> _EXERCISE PROMPT_
If a line in the data below contains the word "stats", copy it out.

*** Opening EXERCISE DATA ***

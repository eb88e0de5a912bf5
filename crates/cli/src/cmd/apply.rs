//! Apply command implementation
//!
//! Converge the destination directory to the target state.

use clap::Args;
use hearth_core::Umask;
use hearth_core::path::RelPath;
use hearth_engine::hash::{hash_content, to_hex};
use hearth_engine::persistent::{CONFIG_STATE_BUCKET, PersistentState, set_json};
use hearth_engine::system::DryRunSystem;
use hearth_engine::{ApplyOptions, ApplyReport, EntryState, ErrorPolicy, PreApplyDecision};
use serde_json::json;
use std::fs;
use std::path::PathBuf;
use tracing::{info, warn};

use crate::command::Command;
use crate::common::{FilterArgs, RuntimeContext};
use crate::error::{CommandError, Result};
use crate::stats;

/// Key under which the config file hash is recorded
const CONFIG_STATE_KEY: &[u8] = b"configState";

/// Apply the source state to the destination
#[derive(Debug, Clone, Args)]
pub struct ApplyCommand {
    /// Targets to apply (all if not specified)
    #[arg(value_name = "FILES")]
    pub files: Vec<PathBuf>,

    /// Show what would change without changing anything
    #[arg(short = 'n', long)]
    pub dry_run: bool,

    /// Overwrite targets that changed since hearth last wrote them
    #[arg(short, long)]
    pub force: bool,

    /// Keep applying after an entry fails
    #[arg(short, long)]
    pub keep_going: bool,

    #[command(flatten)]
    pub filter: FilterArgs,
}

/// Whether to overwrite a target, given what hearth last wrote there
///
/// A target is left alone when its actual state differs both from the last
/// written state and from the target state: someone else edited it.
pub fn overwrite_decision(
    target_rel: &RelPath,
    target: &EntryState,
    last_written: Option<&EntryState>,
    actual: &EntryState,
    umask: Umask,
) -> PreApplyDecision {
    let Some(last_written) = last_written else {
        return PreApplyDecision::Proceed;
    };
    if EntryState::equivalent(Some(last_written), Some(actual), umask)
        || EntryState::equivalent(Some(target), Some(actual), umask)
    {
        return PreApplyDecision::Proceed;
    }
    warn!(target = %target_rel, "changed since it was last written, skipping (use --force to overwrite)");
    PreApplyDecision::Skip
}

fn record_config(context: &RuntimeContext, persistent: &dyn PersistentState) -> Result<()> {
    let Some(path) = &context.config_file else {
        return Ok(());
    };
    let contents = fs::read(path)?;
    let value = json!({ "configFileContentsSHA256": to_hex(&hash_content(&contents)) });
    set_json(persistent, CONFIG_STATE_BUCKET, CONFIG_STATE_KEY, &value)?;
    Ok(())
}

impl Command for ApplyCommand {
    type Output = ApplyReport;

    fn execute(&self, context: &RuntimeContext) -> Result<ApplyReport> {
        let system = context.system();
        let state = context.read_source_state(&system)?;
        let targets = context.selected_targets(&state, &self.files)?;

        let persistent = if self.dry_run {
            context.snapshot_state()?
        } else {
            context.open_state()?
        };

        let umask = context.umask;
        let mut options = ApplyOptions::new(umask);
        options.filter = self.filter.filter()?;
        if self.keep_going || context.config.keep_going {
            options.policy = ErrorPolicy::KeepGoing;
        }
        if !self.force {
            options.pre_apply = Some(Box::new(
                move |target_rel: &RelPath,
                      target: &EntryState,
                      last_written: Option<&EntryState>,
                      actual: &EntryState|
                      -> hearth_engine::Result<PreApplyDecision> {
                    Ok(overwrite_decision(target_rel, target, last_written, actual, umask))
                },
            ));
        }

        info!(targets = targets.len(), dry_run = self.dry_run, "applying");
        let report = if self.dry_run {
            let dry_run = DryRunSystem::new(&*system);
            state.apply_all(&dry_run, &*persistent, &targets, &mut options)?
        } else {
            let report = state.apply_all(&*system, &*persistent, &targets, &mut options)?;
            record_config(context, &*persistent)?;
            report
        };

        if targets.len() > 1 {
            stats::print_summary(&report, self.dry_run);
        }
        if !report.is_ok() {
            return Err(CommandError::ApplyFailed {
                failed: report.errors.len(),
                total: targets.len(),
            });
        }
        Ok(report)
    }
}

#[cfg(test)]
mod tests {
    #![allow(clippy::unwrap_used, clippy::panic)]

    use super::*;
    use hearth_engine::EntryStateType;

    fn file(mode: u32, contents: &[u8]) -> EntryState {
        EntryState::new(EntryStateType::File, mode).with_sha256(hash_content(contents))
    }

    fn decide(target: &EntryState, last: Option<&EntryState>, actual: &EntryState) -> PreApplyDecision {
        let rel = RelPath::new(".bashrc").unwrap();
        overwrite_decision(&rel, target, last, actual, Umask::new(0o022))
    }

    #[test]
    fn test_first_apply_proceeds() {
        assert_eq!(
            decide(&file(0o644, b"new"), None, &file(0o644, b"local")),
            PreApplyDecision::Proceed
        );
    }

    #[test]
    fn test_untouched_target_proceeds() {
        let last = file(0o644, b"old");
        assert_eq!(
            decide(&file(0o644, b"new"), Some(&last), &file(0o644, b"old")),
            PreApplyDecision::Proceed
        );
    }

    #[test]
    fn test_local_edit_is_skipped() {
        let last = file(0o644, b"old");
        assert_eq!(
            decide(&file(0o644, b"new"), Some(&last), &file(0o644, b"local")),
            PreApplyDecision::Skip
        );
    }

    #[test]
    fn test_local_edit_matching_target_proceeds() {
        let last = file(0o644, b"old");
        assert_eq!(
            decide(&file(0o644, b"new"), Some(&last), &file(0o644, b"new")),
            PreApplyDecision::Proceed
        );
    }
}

*** Closing EXERCISE DATA ***

> _RESPONSE TO THIS TASK_
use crate::stats;
            stats::print_summary(&report, self.dry_run);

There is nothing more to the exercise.